▶ **ABOUT THIS EXERCISE**
Check every line of the data and copy the ones where "LlmError" appears.

BEGIN INFORMATION GIVEN

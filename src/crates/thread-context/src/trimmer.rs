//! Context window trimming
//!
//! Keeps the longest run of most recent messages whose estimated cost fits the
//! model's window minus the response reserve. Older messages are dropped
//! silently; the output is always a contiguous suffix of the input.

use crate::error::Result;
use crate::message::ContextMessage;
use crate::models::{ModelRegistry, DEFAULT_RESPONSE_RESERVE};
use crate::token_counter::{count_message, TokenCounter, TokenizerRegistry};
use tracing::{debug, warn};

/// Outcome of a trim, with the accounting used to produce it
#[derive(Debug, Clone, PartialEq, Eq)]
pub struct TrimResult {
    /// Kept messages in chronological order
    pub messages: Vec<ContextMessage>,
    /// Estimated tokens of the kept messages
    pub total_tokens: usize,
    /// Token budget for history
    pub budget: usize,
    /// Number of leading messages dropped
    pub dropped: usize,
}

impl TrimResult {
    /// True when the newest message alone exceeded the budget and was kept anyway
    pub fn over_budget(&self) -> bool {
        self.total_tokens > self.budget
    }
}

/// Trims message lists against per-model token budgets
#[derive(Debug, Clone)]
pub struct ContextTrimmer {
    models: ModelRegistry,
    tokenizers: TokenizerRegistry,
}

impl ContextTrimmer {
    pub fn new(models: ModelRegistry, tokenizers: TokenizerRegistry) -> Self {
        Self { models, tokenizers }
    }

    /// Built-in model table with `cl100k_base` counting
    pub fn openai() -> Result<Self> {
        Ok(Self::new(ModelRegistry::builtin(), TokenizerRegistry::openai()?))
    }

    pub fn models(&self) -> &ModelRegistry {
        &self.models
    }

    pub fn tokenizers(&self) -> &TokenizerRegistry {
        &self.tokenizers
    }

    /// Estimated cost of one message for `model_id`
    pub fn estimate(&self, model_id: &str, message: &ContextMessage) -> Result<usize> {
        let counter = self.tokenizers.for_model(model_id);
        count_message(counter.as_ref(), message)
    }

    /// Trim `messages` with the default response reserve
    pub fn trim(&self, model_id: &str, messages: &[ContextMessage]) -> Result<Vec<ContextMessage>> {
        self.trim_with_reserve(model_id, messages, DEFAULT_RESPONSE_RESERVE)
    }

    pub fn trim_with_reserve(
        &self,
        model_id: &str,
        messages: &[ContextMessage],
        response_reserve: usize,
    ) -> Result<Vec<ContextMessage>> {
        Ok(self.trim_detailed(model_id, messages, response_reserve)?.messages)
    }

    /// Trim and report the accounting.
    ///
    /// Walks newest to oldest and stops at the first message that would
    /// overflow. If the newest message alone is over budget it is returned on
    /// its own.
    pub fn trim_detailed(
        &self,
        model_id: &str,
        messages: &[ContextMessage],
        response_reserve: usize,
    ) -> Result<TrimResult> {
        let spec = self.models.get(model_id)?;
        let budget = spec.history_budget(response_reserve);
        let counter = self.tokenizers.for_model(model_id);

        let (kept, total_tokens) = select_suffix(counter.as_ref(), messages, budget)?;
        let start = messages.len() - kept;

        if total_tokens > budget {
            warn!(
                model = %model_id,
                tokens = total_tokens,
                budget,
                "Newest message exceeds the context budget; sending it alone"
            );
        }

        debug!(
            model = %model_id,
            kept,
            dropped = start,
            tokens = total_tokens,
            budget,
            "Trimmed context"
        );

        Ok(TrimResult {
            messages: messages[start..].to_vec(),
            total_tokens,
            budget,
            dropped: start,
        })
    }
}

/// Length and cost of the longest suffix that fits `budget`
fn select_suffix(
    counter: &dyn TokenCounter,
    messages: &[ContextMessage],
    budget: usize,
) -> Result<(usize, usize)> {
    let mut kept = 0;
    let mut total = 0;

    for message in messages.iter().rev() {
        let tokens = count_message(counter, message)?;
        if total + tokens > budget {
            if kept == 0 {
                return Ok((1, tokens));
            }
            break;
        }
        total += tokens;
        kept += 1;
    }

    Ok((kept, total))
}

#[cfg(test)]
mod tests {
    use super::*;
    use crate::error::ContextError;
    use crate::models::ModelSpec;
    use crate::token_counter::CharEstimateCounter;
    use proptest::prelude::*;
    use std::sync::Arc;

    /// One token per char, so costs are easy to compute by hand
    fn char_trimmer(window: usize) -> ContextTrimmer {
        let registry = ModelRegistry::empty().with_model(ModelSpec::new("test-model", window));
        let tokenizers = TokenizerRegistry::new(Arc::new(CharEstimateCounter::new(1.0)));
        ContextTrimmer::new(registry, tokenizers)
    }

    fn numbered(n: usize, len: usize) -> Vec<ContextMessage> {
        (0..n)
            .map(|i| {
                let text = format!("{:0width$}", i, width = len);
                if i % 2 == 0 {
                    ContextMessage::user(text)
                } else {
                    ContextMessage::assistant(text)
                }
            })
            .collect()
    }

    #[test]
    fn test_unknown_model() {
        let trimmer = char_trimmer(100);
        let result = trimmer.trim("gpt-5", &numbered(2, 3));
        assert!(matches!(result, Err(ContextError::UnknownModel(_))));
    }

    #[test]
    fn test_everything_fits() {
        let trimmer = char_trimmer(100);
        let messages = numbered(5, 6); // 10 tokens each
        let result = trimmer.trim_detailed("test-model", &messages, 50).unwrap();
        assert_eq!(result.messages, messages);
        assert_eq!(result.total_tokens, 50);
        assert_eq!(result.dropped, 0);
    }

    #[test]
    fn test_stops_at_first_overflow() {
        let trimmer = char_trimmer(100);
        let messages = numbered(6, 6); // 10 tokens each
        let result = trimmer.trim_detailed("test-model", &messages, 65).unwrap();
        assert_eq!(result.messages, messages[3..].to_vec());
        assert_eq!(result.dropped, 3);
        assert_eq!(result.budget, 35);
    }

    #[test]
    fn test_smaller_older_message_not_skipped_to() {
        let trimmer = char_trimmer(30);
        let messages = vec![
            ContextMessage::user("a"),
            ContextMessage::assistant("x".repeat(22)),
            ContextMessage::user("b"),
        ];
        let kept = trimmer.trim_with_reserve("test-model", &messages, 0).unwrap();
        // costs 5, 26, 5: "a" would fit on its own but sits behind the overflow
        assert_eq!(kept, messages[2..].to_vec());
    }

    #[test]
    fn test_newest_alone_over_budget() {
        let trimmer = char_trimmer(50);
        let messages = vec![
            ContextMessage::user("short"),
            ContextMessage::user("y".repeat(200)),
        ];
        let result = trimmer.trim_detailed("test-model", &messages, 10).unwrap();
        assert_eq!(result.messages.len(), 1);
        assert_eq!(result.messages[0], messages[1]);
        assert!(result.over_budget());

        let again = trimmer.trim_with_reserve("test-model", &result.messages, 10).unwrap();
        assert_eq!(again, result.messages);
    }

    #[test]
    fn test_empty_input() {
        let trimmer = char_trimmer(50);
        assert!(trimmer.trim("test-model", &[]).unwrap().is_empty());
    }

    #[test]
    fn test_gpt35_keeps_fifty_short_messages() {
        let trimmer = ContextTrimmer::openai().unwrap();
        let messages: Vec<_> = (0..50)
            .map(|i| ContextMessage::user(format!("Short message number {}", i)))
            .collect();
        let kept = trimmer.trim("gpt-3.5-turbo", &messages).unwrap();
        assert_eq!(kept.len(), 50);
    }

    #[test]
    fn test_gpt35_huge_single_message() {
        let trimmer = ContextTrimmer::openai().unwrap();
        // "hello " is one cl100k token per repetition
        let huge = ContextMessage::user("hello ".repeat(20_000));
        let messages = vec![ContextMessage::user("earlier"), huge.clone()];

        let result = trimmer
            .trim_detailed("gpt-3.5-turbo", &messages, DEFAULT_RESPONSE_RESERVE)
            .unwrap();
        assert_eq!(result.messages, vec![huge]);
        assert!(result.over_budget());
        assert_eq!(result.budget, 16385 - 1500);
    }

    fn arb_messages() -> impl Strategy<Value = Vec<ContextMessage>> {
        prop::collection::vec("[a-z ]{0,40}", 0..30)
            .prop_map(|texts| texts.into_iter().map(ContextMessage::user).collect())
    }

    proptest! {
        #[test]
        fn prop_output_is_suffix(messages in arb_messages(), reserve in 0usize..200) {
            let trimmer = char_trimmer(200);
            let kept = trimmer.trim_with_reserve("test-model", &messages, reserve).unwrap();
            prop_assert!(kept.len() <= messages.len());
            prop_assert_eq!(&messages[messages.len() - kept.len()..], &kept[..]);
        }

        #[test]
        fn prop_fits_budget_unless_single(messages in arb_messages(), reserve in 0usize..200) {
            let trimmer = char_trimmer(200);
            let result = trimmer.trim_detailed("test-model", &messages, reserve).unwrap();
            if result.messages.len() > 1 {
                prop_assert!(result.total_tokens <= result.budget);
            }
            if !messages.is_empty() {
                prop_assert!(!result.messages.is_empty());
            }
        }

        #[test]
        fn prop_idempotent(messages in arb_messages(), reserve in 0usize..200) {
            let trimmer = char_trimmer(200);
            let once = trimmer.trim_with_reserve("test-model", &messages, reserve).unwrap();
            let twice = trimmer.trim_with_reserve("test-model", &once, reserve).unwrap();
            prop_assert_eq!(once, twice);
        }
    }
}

END INFORMATION GIVEN
BEGIN INFORMATION GIVEN

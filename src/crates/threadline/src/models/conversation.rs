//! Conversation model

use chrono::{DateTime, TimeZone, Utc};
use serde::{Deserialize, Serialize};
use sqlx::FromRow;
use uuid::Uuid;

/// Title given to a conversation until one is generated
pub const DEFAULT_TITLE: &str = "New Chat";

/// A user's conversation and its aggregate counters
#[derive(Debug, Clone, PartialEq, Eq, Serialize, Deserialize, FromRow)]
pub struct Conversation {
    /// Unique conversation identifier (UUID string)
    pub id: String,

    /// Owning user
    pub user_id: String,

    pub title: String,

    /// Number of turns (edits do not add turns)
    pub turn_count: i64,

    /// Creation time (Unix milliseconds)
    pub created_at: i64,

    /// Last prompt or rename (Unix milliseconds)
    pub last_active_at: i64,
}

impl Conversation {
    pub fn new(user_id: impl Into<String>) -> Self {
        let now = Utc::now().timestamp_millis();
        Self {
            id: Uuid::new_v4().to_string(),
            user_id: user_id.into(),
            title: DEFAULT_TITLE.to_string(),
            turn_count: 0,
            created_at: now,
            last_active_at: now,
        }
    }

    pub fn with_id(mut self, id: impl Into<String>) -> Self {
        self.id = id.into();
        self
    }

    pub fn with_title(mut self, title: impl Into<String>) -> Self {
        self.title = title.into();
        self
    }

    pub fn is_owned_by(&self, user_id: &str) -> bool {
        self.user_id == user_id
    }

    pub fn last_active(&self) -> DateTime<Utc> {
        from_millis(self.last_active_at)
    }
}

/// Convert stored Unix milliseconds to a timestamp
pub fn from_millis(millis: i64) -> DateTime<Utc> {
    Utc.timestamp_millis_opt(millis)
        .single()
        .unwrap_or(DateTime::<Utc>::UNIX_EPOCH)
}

END INFORMATION GIVEN
BEGIN INFORMATION GIVEN

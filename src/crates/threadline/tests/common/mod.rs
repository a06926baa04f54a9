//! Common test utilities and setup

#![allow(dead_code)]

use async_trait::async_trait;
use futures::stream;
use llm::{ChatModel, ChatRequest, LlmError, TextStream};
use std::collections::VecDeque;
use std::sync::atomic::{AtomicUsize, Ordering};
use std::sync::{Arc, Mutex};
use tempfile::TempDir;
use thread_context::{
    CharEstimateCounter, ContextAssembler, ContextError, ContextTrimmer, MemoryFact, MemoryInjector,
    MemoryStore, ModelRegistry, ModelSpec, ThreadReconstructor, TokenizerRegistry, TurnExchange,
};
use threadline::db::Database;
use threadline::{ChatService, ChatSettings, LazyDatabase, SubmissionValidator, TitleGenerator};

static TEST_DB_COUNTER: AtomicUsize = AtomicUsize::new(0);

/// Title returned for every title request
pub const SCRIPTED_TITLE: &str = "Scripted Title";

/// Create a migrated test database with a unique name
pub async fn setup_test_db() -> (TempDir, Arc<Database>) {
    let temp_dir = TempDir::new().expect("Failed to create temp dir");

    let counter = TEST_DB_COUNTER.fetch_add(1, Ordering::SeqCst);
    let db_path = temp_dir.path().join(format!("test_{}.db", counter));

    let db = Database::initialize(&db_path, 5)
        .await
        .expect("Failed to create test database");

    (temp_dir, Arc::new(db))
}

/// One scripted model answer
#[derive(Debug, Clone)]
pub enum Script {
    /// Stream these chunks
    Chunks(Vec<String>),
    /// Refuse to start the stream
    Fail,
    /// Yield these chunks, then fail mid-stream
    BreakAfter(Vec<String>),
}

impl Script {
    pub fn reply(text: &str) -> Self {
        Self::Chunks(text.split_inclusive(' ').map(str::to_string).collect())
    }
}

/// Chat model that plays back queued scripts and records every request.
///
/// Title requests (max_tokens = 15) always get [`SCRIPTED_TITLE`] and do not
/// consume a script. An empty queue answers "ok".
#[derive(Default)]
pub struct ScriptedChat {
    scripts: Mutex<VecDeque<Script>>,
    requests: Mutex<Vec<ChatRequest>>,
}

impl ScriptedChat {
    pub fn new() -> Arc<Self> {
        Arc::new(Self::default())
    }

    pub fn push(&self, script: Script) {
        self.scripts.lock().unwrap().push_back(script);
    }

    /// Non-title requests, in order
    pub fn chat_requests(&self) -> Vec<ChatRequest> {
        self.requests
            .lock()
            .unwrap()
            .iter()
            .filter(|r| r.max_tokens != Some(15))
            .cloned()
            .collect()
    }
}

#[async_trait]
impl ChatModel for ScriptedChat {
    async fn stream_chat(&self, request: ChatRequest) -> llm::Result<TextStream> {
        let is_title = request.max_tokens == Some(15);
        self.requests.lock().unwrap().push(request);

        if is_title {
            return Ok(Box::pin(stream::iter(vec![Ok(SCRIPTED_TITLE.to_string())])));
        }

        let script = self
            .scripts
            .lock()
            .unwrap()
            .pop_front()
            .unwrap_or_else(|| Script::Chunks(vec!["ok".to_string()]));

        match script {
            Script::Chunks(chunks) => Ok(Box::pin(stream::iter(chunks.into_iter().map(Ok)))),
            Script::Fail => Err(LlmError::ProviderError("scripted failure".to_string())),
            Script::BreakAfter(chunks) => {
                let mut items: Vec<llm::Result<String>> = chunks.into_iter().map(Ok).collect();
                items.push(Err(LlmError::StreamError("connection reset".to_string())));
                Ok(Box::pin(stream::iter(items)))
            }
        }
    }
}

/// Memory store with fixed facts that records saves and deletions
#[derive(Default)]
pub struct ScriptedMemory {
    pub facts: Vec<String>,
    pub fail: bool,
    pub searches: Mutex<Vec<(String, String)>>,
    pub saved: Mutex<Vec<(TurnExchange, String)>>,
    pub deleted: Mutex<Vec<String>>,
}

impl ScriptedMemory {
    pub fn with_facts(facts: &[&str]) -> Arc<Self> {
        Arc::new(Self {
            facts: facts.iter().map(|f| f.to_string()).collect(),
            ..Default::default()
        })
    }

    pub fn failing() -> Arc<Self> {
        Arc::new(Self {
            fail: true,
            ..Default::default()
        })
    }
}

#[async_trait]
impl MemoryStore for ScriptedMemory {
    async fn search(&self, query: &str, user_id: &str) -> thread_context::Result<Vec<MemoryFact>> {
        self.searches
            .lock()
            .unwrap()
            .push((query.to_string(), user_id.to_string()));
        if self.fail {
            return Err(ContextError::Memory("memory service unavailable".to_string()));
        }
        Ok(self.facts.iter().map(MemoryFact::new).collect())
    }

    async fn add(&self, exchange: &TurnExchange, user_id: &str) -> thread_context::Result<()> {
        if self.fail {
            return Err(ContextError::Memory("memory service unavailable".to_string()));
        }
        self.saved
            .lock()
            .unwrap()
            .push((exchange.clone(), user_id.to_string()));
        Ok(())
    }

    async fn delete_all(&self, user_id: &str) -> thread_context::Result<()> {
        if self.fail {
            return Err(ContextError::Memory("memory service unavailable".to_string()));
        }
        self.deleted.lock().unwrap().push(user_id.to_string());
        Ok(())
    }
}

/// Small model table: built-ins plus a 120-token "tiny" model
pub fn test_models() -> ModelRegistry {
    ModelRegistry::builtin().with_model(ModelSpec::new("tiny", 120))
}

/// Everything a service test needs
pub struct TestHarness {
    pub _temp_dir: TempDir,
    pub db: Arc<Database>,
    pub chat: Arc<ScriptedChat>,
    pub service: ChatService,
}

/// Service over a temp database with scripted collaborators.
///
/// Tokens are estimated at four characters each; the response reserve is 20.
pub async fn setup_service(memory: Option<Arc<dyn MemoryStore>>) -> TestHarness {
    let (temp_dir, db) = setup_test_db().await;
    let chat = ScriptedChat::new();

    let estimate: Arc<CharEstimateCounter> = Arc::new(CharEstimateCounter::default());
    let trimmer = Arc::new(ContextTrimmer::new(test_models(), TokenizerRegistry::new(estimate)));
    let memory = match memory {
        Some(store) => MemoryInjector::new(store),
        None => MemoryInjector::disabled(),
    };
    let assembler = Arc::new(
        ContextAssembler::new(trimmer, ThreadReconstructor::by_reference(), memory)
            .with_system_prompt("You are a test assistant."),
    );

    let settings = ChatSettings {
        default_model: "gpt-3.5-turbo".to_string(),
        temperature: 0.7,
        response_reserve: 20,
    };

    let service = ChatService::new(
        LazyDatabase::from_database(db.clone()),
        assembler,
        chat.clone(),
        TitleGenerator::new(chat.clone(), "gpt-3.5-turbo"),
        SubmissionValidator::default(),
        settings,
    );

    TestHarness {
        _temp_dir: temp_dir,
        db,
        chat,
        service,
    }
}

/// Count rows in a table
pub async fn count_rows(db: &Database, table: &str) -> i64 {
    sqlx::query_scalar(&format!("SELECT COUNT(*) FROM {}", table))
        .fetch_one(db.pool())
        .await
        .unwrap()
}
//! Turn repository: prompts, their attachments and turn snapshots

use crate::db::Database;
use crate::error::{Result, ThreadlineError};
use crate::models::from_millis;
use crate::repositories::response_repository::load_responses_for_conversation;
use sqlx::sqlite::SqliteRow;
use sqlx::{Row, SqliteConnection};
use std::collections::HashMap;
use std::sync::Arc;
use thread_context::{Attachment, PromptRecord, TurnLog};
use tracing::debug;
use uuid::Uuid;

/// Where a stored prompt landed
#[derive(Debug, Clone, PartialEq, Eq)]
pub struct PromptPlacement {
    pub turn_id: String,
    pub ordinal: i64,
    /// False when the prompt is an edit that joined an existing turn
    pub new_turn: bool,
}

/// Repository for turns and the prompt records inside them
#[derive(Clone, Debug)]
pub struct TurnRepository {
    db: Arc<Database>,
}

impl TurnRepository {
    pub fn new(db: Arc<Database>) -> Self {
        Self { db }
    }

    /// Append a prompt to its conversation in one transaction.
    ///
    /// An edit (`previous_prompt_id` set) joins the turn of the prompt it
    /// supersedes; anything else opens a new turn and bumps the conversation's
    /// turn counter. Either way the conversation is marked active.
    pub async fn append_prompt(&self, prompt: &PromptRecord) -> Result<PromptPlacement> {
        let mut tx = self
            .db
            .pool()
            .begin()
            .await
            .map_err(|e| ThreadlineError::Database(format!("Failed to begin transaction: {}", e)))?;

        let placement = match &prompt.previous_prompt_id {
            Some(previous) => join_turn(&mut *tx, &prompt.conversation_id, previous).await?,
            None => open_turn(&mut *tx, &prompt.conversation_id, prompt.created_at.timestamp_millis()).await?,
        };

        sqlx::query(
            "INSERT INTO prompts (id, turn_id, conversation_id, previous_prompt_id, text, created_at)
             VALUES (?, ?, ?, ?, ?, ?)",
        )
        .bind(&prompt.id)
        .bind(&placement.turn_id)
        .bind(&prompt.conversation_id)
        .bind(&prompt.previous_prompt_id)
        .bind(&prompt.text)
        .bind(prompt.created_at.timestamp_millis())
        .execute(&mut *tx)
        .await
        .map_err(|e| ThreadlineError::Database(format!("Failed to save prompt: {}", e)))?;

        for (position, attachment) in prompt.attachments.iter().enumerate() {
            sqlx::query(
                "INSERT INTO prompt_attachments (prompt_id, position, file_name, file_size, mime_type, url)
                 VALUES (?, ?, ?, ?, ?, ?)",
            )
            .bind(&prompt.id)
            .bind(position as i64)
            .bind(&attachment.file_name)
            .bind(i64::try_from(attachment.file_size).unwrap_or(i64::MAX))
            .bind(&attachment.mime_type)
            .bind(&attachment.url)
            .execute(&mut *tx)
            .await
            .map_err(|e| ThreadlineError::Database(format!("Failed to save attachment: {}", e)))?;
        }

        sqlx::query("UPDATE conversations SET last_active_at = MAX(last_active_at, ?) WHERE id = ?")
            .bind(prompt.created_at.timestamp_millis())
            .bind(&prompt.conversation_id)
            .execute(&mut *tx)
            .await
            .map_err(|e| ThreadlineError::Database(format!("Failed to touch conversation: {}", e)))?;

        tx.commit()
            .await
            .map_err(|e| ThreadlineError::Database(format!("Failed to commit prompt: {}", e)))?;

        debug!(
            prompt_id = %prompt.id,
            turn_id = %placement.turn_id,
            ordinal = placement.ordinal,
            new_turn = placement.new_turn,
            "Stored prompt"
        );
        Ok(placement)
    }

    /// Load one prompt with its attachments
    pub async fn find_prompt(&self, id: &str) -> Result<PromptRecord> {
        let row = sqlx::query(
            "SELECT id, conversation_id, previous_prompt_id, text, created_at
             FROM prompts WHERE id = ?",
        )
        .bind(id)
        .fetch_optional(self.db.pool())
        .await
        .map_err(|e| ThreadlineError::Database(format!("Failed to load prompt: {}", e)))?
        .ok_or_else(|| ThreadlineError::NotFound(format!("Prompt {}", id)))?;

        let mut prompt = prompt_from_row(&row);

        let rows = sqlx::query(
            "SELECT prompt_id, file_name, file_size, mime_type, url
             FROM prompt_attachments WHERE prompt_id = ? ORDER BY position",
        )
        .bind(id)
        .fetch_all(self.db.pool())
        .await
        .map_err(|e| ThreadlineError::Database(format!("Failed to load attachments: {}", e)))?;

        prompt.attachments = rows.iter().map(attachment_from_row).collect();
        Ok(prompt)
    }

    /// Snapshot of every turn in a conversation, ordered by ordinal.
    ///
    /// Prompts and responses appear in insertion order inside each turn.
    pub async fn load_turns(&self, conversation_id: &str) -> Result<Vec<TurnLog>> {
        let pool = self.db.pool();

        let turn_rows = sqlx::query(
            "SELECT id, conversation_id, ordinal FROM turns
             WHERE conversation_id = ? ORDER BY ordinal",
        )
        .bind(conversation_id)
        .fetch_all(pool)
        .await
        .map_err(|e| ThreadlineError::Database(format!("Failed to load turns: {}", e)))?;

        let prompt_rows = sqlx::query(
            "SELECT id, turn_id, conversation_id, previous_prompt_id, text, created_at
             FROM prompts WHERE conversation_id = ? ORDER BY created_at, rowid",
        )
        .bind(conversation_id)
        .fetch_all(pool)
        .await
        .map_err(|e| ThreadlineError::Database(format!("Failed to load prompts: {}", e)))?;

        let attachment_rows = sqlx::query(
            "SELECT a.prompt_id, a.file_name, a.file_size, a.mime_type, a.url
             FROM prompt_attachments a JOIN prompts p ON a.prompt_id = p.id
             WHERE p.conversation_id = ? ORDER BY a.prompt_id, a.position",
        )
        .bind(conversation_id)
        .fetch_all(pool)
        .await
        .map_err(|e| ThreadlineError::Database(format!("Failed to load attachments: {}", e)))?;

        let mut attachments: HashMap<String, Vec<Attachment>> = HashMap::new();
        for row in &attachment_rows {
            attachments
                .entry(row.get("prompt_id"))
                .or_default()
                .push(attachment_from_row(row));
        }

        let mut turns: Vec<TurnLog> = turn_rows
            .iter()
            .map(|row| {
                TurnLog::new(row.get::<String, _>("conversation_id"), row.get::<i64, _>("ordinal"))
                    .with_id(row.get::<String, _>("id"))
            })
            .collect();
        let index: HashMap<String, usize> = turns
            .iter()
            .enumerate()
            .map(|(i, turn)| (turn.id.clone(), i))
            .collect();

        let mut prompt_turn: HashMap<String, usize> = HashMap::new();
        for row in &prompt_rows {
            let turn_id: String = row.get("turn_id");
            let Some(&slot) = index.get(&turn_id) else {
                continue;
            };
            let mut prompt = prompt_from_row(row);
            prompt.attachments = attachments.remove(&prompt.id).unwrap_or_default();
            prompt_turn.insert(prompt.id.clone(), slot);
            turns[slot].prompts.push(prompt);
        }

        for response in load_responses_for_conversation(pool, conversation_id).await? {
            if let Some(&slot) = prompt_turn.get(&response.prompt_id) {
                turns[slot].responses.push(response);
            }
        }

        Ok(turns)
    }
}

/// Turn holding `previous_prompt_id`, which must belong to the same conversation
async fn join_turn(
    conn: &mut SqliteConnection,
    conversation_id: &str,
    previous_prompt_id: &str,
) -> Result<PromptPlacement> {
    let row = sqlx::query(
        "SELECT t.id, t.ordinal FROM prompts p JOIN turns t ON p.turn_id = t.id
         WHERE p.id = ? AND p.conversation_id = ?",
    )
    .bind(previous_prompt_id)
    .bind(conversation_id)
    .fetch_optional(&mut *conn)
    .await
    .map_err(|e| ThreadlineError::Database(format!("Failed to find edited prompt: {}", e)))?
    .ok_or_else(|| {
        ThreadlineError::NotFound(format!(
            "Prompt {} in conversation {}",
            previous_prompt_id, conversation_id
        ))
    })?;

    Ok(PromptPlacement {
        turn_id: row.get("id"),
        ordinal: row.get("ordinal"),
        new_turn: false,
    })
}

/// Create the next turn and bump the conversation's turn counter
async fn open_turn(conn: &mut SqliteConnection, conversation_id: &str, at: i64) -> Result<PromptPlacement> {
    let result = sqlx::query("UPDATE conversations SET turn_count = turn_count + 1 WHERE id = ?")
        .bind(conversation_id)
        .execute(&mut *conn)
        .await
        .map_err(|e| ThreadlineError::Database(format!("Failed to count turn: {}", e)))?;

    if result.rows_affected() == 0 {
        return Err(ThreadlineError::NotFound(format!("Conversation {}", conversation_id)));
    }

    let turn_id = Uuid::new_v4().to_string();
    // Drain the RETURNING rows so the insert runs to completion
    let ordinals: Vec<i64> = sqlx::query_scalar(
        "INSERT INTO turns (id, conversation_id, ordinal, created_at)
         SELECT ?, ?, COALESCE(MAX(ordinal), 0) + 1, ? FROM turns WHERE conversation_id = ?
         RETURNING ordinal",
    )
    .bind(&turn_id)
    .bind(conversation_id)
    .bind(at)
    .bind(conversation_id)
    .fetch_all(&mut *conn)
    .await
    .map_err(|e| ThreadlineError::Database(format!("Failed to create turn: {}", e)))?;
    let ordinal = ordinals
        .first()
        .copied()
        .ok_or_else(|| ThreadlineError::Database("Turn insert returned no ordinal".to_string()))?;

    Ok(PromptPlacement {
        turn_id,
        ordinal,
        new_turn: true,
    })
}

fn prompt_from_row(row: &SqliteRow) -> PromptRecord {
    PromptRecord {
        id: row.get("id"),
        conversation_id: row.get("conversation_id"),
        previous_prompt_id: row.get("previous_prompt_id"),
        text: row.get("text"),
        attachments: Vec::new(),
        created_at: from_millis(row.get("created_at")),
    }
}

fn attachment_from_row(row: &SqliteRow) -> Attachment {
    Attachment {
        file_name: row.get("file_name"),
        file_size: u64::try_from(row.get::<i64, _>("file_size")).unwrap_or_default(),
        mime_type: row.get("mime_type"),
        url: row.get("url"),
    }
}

END INFORMATION GIVEN

▶ **YOUR SOLUTION**
use llm::{ChatModel, ChatRequest, LlmError, TextStream};
            Script::Fail => Err(LlmError::ProviderError("scripted failure".to_string())),
                items.push(Err(LlmError::StreamError("connection reset".to_string())));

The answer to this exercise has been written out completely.